[Items listed in a dataset]
//! Sync coordinator: one pull-merge-push cycle at a time.

use crate::config::SyncConfig;
use crate::error::{SyncError, SyncResult};
use crate::http::HttpTransport;
use crate::replica::LocalReplica;
use crate::transport::PointTransport;
use parking_lot::{Mutex, RwLock};
use pointsync_protocol::{Point, PointSet};
use pointsync_storage::StorageBackend;
use std::future::Future;
use std::sync::Arc;
use std::time::{Duration, Instant};
use tracing::{debug, info, warn};

/// The current state of the coordinator.
#[derive(Debug, Clone, Copy, PartialEq, Eq)]
pub enum SyncState {
    /// No cycle is running.
    Idle,
    /// A cycle is in flight.
    Syncing,
}

/// The user-visible sync indicator.
#[derive(Debug, Clone, Copy, PartialEq, Eq)]
pub enum SyncStatus {
    /// A cycle is running, or none has run yet.
    Pending,
    /// The last cycle completed.
    Ok,
    /// The last cycle failed.
    Error,
}

/// What started a sync cycle.
#[derive(Debug, Clone, Copy, PartialEq, Eq)]
pub enum SyncTrigger {
    /// Requested by the user; failures are returned and logged at `warn`.
    Manual,
    /// Started by the poll timer; failures only update the status.
    Scheduled,
}

/// Statistics about sync operations.
#[derive(Debug, Clone, Default)]
pub struct SyncStats {
    /// Total number of sync cycles completed.
    pub cycles_completed: u64,
    /// Total number of sync cycles that failed.
    pub cycles_failed: u64,
    /// Total number of points added from the server.
    pub points_pulled: u64,
    /// Total number of points sent to the server.
    pub points_pushed: u64,
    /// Total number of deletions sent to the server.
    pub deletes_propagated: u64,
    /// Last successful sync time.
    pub last_sync_time: Option<Instant>,
    /// Last error message.
    pub last_error: Option<String>,
}

/// Result of a sync cycle.
#[derive(Debug, Clone)]
pub struct SyncCycleResult {
    /// Number of remote points added locally.
    pub pulled: usize,
    /// Number of points pushed.
    pub pushed: usize,
    /// Point count reported by the server after the push.
    pub remote_count: usize,
    /// Number of tombstones cleared by reconciliation.
    pub tombstones_cleared: usize,
    /// Number of deletions sent to the server.
    pub deletes_sent: usize,
    /// Duration of the sync cycle.
    pub duration: Duration,
}

/// Observer for coordinator events.
///
/// Both callbacks run synchronously on the task driving the sync and must
/// not block.
pub trait SyncListener: Send + Sync {
    /// Called whenever the status indicator changes.
    fn on_status(&self, _status: SyncStatus) {}

    /// Called after the local point set changed.
    fn on_points_changed(&self, _points: &PointSet) {}
}

/// A listener that ignores every event.
#[derive(Debug, Default, Clone, Copy)]
pub struct NoopListener;

impl SyncListener for NoopListener {}

/// Resets the state to `Idle` when the cycle ends, however it ends.
struct SyncingGuard<'a> {
    state: &'a Mutex<SyncState>,
}

impl<'a> SyncingGuard<'a> {
    fn acquire(state: &'a Mutex<SyncState>) -> Option<Self> {
        let mut current = state.lock();
        if *current == SyncState::Syncing {
            return None;
        }
        *current = SyncState::Syncing;
        Some(Self { state })
    }
}

impl Drop for SyncingGuard<'_> {
    fn drop(&mut self) {
        *self.state.lock() = SyncState::Idle;
    }
}

/// The sync coordinator owns a local replica and keeps it in sync with a
/// point server.
///
/// A cycle fetches the server set, reconciles tombstones, merges, persists,
/// pushes the local set and, if enabled, removes tombstoned ids the server
/// still holds. At most one cycle is in flight; a trigger arriving meanwhile
/// is dropped.
pub struct SyncCoordinator<T: PointTransport> {
    config: SyncConfig,
    server_url: RwLock<String>,
    transport: T,
    replica: LocalReplica,
    listener: Arc<dyn SyncListener>,
    state: Mutex<SyncState>,
    status: RwLock<SyncStatus>,
    stats: RwLock<SyncStats>,
}

impl SyncCoordinator<HttpTransport> {
    /// Opens the replica in `backend` and connects over HTTP.
    ///
    /// A server URL saved by an earlier [`SyncCoordinator::set_server_url`]
    /// takes precedence over `config.server_url`.
    pub fn connect(mut config: SyncConfig, backend: Arc<dyn StorageBackend>) -> SyncResult<Self> {
        let replica = LocalReplica::open(backend);
        if let Some(saved) = replica.server_url() {
            config.server_url = saved;
        }
        let transport = HttpTransport::from_config(&config)?;
        info!(endpoint = %transport.endpoint(), "sync client ready");
        Ok(Self::new(config, transport, replica))
    }
}

impl<T: PointTransport> SyncCoordinator<T> {
    /// Creates a new coordinator.
    pub fn new(config: SyncConfig, transport: T, replica: LocalReplica) -> Self {
        Self {
            server_url: RwLock::new(config.server_url.clone()),
            config,
            transport,
            replica,
            listener: Arc::new(NoopListener),
            state: Mutex::new(SyncState::Idle),
            status: RwLock::new(SyncStatus::Pending),
            stats: RwLock::new(SyncStats::default()),
        }
    }

    /// Sets the event listener.
    pub fn with_listener(mut self, listener: Arc<dyn SyncListener>) -> Self {
        self.listener = listener;
        self
    }

    /// Gets the configuration.
    pub fn config(&self) -> &SyncConfig {
        &self.config
    }

    /// Gets the transport.
    pub fn transport(&self) -> &T {
        &self.transport
    }

    /// Gets the local replica.
    pub fn replica(&self) -> &LocalReplica {
        &self.replica
    }

    /// Gets the current state.
    pub fn state(&self) -> SyncState {
        *self.state.lock()
    }

    /// Gets the current status indicator.
    pub fn status(&self) -> SyncStatus {
        *self.status.read()
    }

    /// Gets the current stats.
    pub fn stats(&self) -> SyncStats {
        self.stats.read().clone()
    }

    /// Gets the current server URL.
    pub fn server_url(&self) -> String {
        self.server_url.read().clone()
    }

    /// Returns a snapshot of the local points.
    pub fn points(&self) -> PointSet {
        self.replica.points()
    }

    /// Adds or replaces a point locally.
    pub fn add_point(&self, point: Point) -> SyncResult<()> {
        self.replica.add_point(point)?;
        self.listener.on_points_changed(&self.replica.points());
        Ok(())
    }

    /// Creates a point with a fresh id and adds it locally.
    pub fn create_point(&self, name: impl Into<String>, lat: f64, lng: f64) -> SyncResult<Point> {
        let point = Point::new(name, lat, lng)?;
        self.add_point(point.clone())?;
        Ok(point)
    }

    /// Deletes a point locally; returns false if it did not exist.
    pub fn delete_point(&self, id: &str) -> SyncResult<bool> {
        let deleted = self.replica.delete_point(id)?;
        if deleted {
            self.listener.on_points_changed(&self.replica.points());
        }
        Ok(deleted)
    }

    /// Persists a new server URL, re-points the transport and runs a manual
    /// sync against it.
    pub async fn set_server_url(&self, url: &str) -> SyncResult<SyncCycleResult> {
        self.replica.set_server_url(url)?;
        *self.server_url.write() = url.to_string();
        self.transport.set_endpoint(url);
        info!(%url, "server url changed");
        self.sync(SyncTrigger::Manual).await
    }

    /// Runs one sync cycle.
    ///
    /// # Errors
    ///
    /// Returns [`SyncError::AlreadySyncing`] without touching the status if a
    /// cycle is in flight; otherwise returns the cycle's failure after
    /// reporting [`SyncStatus::Error`]. The local merge is kept when a later
    /// step fails.
    pub async fn sync(&self, trigger: SyncTrigger) -> SyncResult<SyncCycleResult> {
        let Some(_guard) = SyncingGuard::acquire(&self.state) else {
            debug!(?trigger, "sync already in progress, dropping trigger");
            return Err(SyncError::AlreadySyncing);
        };

        let start = Instant::now();
        self.set_status(SyncStatus::Pending);

        match self.run_cycle().await {
            Ok(mut result) => {
                result.duration = start.elapsed();
                {
                    let mut stats = self.stats.write();
                    stats.cycles_completed += 1;
                    stats.points_pulled += result.pulled as u64;
                    stats.points_pushed += result.pushed as u64;
                    stats.deletes_propagated += result.deletes_sent as u64;
                    stats.last_sync_time = Some(Instant::now());
                    stats.last_error = None;
                }
                debug!(
                    ?trigger,
                    pulled = result.pulled,
                    pushed = result.pushed,
                    remote = result.remote_count,
                    "sync complete"
                );
                self.set_status(SyncStatus::Ok);
                Ok(result)
            }
            Err(err) => {
                {
                    let mut stats = self.stats.write();
                    stats.cycles_failed += 1;
                    stats.last_error = Some(err.to_string());
                }
                match trigger {
                    SyncTrigger::Manual => warn!(error = %err, "sync failed"),
                    SyncTrigger::Scheduled => debug!(error = %err, "scheduled sync failed"),
                }
                self.set_status(SyncStatus::Error);
                Err(err)
            }
        }
    }

    async fn run_cycle(&self) -> SyncResult<SyncCycleResult> {
        let remote = self.timed(self.transport.fetch_all()).await?;

        let applied = self.replica.apply_remote(&remote)?;
        if applied.changed {
            self.listener.on_points_changed(&applied.points);
        }

        let local = self.replica.points();
        let remote_count = self.timed(self.transport.replace_all(&local)).await?;

        let mut deletes_sent = 0;
        if self.config.propagate_deletes {
            for id in &applied.still_remote {
                self.timed(self.transport.remove(id)).await?;
                deletes_sent += 1;
            }
        }

        Ok(SyncCycleResult {
            pulled: applied.added,
            pushed: local.len(),
            remote_count,
            tombstones_cleared: applied.cleared.len(),
            deletes_sent,
            duration: Duration::ZERO,
        })
    }

    async fn timed<R, F>(&self, call: F) -> SyncResult<R>
    where
        F: Future<Output = SyncResult<R>>,
    {
        let limit = self.config.timeout;
        tokio::time::timeout(limit, call)
            .await
            .map_err(|_| SyncError::transport(format!("request timed out after {limit:?}")))?
    }

    fn set_status(&self, status: SyncStatus) {
        *self.status.write() = status;
        self.listener.on_status(status);
    }
}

__REQUIRED WORK__. Report all lines of the data that include the word "applied".

__WORKED SOLUTION__.
        let applied = self.replica.apply_remote(&remote)?;
        if applied.changed {
            self.listener.on_points_changed(&applied.points);
            for id in &applied.still_remote {
            pulled: applied.added,
            tombstones_cleared: applied.cleared.len(),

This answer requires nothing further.